Bologna è un caso molto interessante da valorizzare poiché è una città che vive di festival, rassegne e fiere 365 giorni all’anno. In questi anni abbiamo visto la crescita del volontariato che fa leva sulla passione dello studente e sulla volontà di fare curriculum con la speranza di ottenere un posto di lavoro futuro: tutto ciò genera quello che chiamo un tradimento dell’aspettativa. Una delle grosse difficoltà e potenzialità di Mi riconosci era riuscire a far dialogare il mondo del lavoro e quello dell’istruzione. Mi auguro che partecipino molti studenti poiché è importante prendere coscienza della situazione prima che vi sia l’ingresso nel mondo del lavoro. Quesra è una manifestazione che deve interrogare il paese e il nuovo governo, in un momento storico-politico in cui il dibattito del lavoro è in fermento e il settore della cultura vive in una condizione di invisibilità. Non dimenticandoci, oggi più che mai, del ruolo che la nostra Costituzione dà alla cultura e alla ricerca nell’articolo 9: “La Repubblica promuove lo sviluppo della cultura e la ricerca scientifica e tecnica [cfr. artt. 33, 34]. Tutela il paesaggio e il patrimonio storico e artistico della Nazione“.

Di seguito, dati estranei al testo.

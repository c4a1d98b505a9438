//! Topic API endpoints.

use axum::{
    extract::{Path, Query, State},
    Json,
};
use serde::Deserialize;

use super::{error, success, ApiResult};
use crate::models::{FollowableTopic, TopicSortField};
use crate::AppState;

#[derive(Debug, Deserialize)]
pub struct TopicListQuery {
    #[serde(default)]
    pub sort: TopicSortField,
}

#[derive(Debug, Deserialize)]
pub struct FollowTopicRequest {
    pub followed: bool,
}

/// GET /api/topics - List all topics with their followed flag.
pub async fn list_topics(
    State(state): State<AppState>,
    Query(params): Query<TopicListQuery>,
) -> ApiResult<Vec<FollowableTopic>> {
    let revision_id = state.repo.get_revision_id().await.unwrap_or(0);

    match state.views.get_followable_topics(params.sort).await {
        Ok(topics) => success(topics, revision_id),
        Err(e) => error(e, revision_id),
    }
}

/// GET /api/topics/:id - Get a single topic.
pub async fn get_topic(
    State(state): State<AppState>,
    Path(id): Path<String>,
) -> ApiResult<FollowableTopic> {
    let revision_id = state.repo.get_revision_id().await.unwrap_or(0);

    match state.views.get_followable_topic(&id).await {
        Ok(topic) => success(topic, revision_id),
        Err(e) => error(e, revision_id),
    }
}

/// PUT /api/topics/:id/follow - Follow or unfollow a topic.
pub async fn follow_topic(
    State(state): State<AppState>,
    Path(id): Path<String>,
    Json(request): Json<FollowTopicRequest>,
) -> ApiResult<FollowableTopic> {
    let revision_id = state.repo.get_revision_id().await.unwrap_or(0);

    // Unknown topics 404 before touching preferences
    if let Err(e) = state.views.get_followable_topic(&id).await {
        return error(e, revision_id);
    }
    if let Err(e) = state.prefs.set_topic_id_followed(&id, request.followed).await {
        return error(e, revision_id);
    }

    match state.views.get_followable_topic(&id).await {
        Ok(topic) => success(topic, revision_id),
        Err(e) => error(e, revision_id),
    }
}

Silvia ci racconta del caso specifico del Dipartimento di Storia, Cultura e Civiltà, nel quale lo scorso anno uscì un bando per l’assunzione di volontari per la biblioteca a causa di una carenza d’organico e dei musei universitari gestiti dallo SMA (Sistema Museale d’Ateneo) che restano aperti solo grazie a tirocinanti, volontari del servizio civile e dell’alternanza scuola-lavoro, togliendo così posti di lavoro e dando a chi è incaricato una grossa responsabilità.

Leggiamo ancora, in un articolo del 24 agosto de Il sole 24ore:

“L’Italia è infatti agli ultimi posti in merito ad occupati in campo culturale. È quanto emerge dall’indagine realizzata dall’Associazione Civita sulle Industrie Culturali e Creative (ICC) […] Per esempio, in merito all’occupazione culturale totale, comprensiva sia degli occupati nelle imprese dell’ICC sia di tutti coloro che svolgono un’attività culturale e creativa nel settore pubblico, nel terzo settore o in uno degli altri settori dell’economia, emerge come in Italia, nel 2015, quest’ultima sia stata di poco superiore alle 614 mila unità con un aumento del 3,7% rispetto al 2011. Un dato che potrebbe sembrare interessante ma che confrontato con quello degli altri paesi europei è davvero troppo basso visto che in Germania gli occupati sono circa il doppio e nel Regno Unito circa l’84% in più”.